Der Vorsitzende der Ständigen Impfkommission (Stiko) am Robert-Koch-Institut rechnet damit, dass eine umfassende Impfung der Bevölkerung gegen das Coronavirus bis ins Jahr 2022 dauern wird: "Auch wenn es bald Impfstoffe gibt, wird die Impfung der gesamten Bevölkerung Ende 2021 meines Erachtens noch nicht abgeschlossen sein", sagte der Virologe Thomas Mertens den Zeitungen der Funke-Mediengruppe (Donnerstagausgaben).
"Es wird längere Zeit dauern, bis wir durch die Impfung eine spürbare Veränderung des Infektionsgeschehens sehen werden, dass wir sagen können, jetzt kann wieder Ruhe einkehren." Wenn man etwa pro Tag 100.000 Menschen impfen würde, was bereits eine Herausforderung sei, brauche man 150 Tage, um 15 Millionen Menschen zu impfen.

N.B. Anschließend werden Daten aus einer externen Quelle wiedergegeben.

use crate::context::{ExprId, MigrationContext};
use crate::definitions::RowDefinition;
use crate::expressions::{InsertData, UpdateData};

/// Inserts rows into a table.
#[derive(Debug)]
pub struct InsertDataBuilder<'a> {
    ctx: &'a mut MigrationContext,
    id: ExprId<InsertData>,
}

impl<'a> InsertDataBuilder<'a> {
    pub(crate) const fn new(ctx: &'a mut MigrationContext, id: ExprId<InsertData>) -> Self {
        Self { ctx, id }
    }

    fn expression(&mut self) -> &mut InsertData {
        self.ctx.get_mut(self.id)
    }

    pub fn in_schema(mut self, schema: impl Into<String>) -> Self {
        self.expression().schema_name = Some(schema.into());
        self
    }

    pub fn row(mut self, row: RowDefinition) -> Self {
        self.expression().data.rows.push(row);
        self
    }

    /// Allows explicit values for identity columns.
    pub fn enable_identity_insert(mut self) -> Self {
        self.expression().data.identity_insert = true;
        self
    }

    #[must_use]
    pub const fn id(&self) -> ExprId<InsertData> {
        self.id
    }
}

/// Updates rows matching a condition.
#[derive(Debug)]
pub struct UpdateDataBuilder<'a> {
    ctx: &'a mut MigrationContext,
    id: ExprId<UpdateData>,
}

impl<'a> UpdateDataBuilder<'a> {
    pub(crate) const fn new(ctx: &'a mut MigrationContext, id: ExprId<UpdateData>) -> Self {
        Self { ctx, id }
    }

    fn expression(&mut self) -> &mut UpdateData {
        self.ctx.get_mut(self.id)
    }

    pub fn in_schema(mut self, schema: impl Into<String>) -> Self {
        self.expression().schema_name = Some(schema.into());
        self
    }

    /// Column values to assign.
    pub fn set(mut self, values: RowDefinition) -> Self {
        self.expression().data.set = values;
        self
    }

    /// Rows to update: every pair must match.
    pub fn where_(mut self, condition: RowDefinition) -> Self {
        self.expression().data.condition = condition;
        self
    }

    /// Updates every row, ignoring any condition.
    pub fn all_rows(mut self) -> Self {
        self.expression().data.is_all_rows = true;
        self
    }

    #[must_use]
    pub const fn id(&self) -> ExprId<UpdateData> {
        self.id
    }
}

Der Stiko-Vorsitzende warnte ausdrücklich davor, den Beginn der Impfungen zu überstürzen. "Der Start der Impfungen darf nicht übereilt passieren: Es kommt nicht darauf an, vier Wochen früher oder später mit dem Impfen anzufangen."
Alles müsse gut vorbereitet sein. Vor allem Transport und Lagerung, die Einrichtung der regionalen Impfzentren und die bundesweit zeitgleiche Dokumentation der Impfungen, aber auch die Auswertung der Sicherheitsaspekte und des medizinischen Impferfolgs. Mertens rechnet zudem damit, dass es angesichts eines zunächst knappen Impfstoffs Konflikte geben werde.
Es werde nicht nur "zu Diskussionen um die gerechte Zuteilung" kommen. "Es kann auch sein, dass einzelne, die nicht gleich zum Zuge kommen, dagegen klagen werden." Wie Mertens ankündigte, sollen die ethischen Rahmenbedingungen für eine Priorisierung eines möglichen Impfstoffs Anfang nächster Woche veröffentlicht werden.
Nach intensiven Diskussionen unter den beteiligten Experten der Stiko, des Deutschen Ethikrats und der Leopoldina würden Ende dieser Woche die Beratungen abgeschlossen. "Wir werden die Rahmenbedingungen für eine Empfehlung zu einem Vorgehen bei einer Priorisierung von Impfstoffen Anfang nächster Woche vorstellen", so Mertens.
Laut Bundesgesundheitsministerium sollen zunächst so genannte "vulnerable" Gruppen geimpft werden, also Personen mit hohem Gesundheitsrisiko. Mertens mahnte darüber hinaus eine kluge Information der Bevölkerung an. "Entscheidend für eine möglichst große Akzeptanz der Impfstoffverteilung in der Bevölkerung wird eine gute Kommunikation sein."
Die Informations-Kampagne müsse zielgenau sein und jede Bildungsschicht und jede Altersgruppe erreichen. "Wir dürfen kein Fachchinesisch reden und müssen gerade die Jüngeren auch über Apps oder soziale Medien ansprechen", so der Virologe.